The first article of the new blog, character string Unicode escape

Source: Internet
Author: User

I opened a blog in the blog Park, and shared my own things. I hope I can stick to it.

The first article is actually a little thing, that is, the Unicode escape of strings. Sometimes, when processing some network information, it is inevitable to perform Unicode escape for Chinese characters, that is, it becomes \ u4e2d \ u6587 to Facilitate network transmission. To facilitate encoding and decoding, we wrote two functions to do this.

The first is the hexadecimal character judgment. I put it into a separate class to facilitate reuse. The function is very simple, that is, to determine whether the character is within the range of [0-9a-fa-f. Here is a very small technique, that is, to slightly tune the order of judgment in the order of the binary tree, which can slightly increase the speed.
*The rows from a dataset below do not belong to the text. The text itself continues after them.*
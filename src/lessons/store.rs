use super::{LessonFilter, LessonStore, LocalizedLesson, Quiz, DEFAULT_LEVEL, DEFAULT_LOCALE};
use crate::config::types::{Result, ServiceError};
use log::debug;
use serde::Deserialize;
use std::collections::{BTreeMap, HashMap};
use std::path::Path;

const BUNDLED_LESSONS: &str = include_str!("lessons.json");

type Translations = HashMap<String, String>;

#[derive(Debug, Clone, Deserialize)]
struct QuizRecord {
    question: Translations,
    answer: String,
}

#[derive(Debug, Clone, Deserialize)]
struct LessonRecord {
    id: u32,
    #[serde(default = "default_level")]
    level: String,
    title: Translations,
    body: Translations,
    quiz: QuizRecord,
}

fn default_level() -> String {
    DEFAULT_LEVEL.to_string()
}

impl LessonRecord {
    fn check(&self) -> Result<()> {
        let fields = [
            ("title", &self.title),
            ("body", &self.body),
            ("quiz.question", &self.quiz.question),
        ];
        for (name, translations) in fields {
            if !translations.contains_key(DEFAULT_LOCALE) {
                return Err(ServiceError::Lessons(format!(
                    "lesson {} has no '{}' {}",
                    self.id, DEFAULT_LOCALE, name
                )));
            }
        }
        Ok(())
    }

    fn localize(&self, locale: &str) -> LocalizedLesson {
        LocalizedLesson {
            id: self.id,
            level: self.level.clone(),
            title: resolve(&self.title, locale),
            body: resolve(&self.body, locale),
            quiz: Quiz {
                question: resolve(&self.quiz.question, locale),
                answer: self.quiz.answer.clone(),
            },
        }
    }
}

/// Pick `locale`, falling back to the default locale for this field only
fn resolve(translations: &Translations, locale: &str) -> String {
    translations
        .get(locale)
        .or_else(|| translations.get(DEFAULT_LOCALE))
        .cloned()
        .unwrap_or_default()
}

/// Immutable lesson table loaded once at startup
#[derive(Debug, Clone)]
pub struct StaticLessonStore {
    lessons: BTreeMap<u32, LessonRecord>,
}

impl StaticLessonStore {
    /// The table compiled into the binary
    pub fn bundled() -> Result<Self> {
        Self::from_json(BUNDLED_LESSONS)
    }

    pub fn from_file<P: AsRef<Path>>(path: P) -> Result<Self> {
        let path = path.as_ref();
        let content = std::fs::read_to_string(path).map_err(|e| {
            ServiceError::Lessons(format!("Failed to read {}: {}", path.display(), e))
        })?;
        Self::from_json(&content)
    }

    /// Bundled table unless a replacement file is configured
    pub fn load(path: Option<&Path>) -> Result<Self> {
        match path {
            Some(path) => Self::from_file(path),
            None => Self::bundled(),
        }
    }

    pub fn from_json(content: &str) -> Result<Self> {
        let records: Vec<LessonRecord> = serde_json::from_str(content)
            .map_err(|e| ServiceError::Lessons(format!("Failed to parse lessons: {}", e)))?;

        let mut lessons = BTreeMap::new();
        for record in records {
            record.check()?;
            let id = record.id;
            if lessons.insert(id, record).is_some() {
                return Err(ServiceError::Lessons(format!("duplicate lesson id {}", id)));
            }
        }
        debug!("Loaded {} lessons", lessons.len());
        Ok(Self { lessons })
    }

    pub fn len(&self) -> usize {
        self.lessons.len()
    }

    pub fn is_empty(&self) -> bool {
        self.lessons.is_empty()
    }
}

impl LessonStore for StaticLessonStore {
    fn get(&self, id: u32, locale: &str) -> Option<LocalizedLesson> {
        self.lessons.get(&id).map(|record| record.localize(locale))
    }

    fn list(&self, filter: &LessonFilter) -> Vec<LocalizedLesson> {
        self.lessons
            .values()
            .filter(|record| filter.matches_level(&record.level))
            .map(|record| record.localize(&filter.locale))
            .collect()
    }
}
Using system. Text; namespace cyjb {// <summary> // provides an extension method for the <see CREF = "system. Char"/> class. /// </Summary> Public static class charext {# region ishex // <summary> // indicates whether the specified Unicode Character belongs to the hexadecimal number category. /// </Summary> /// <Param name = "ch"> UNICODE character to be calculated. </Param> /// <returns> If <paramref name = "ch"/> is a decimal number, it is <C> true </C>; // otherwise, is <C> false </C>. </Returns> Public static bool ishex (this char ch) {If (CH <= 'F') {If (CH> = 'A ') {return ch <= 'F' | ch> = 'a';} else {return ch> = '0' & Ch <= '9 ';}} return false;} // <summary> // indicates whether the character at the specified position in the specified string belongs to the hexadecimal number category. /// </Summary> /// <Param name = "str"> a string. </Param> // <Param name = "Index"> the position of the character to be calculated in <paramref name = "str"/>. </Param> // <returns> If the character in <paramref name = "str"/> is at <paramref name = "Index"/>, /// it is <C> true </C>. Otherwise, it is <C> false </C>. </Returns> // <exception CREF = "system. indexoutofrangeexception"> <paramref name = "Index"/> is greater than or equal to the length of the string or less than zero. </Exception> Public static bool ishex (string STR, int index) {return ishex (STR [Index]); }# endregion // ishex }}

Then it is the Unicode encoding and decoding method for the string.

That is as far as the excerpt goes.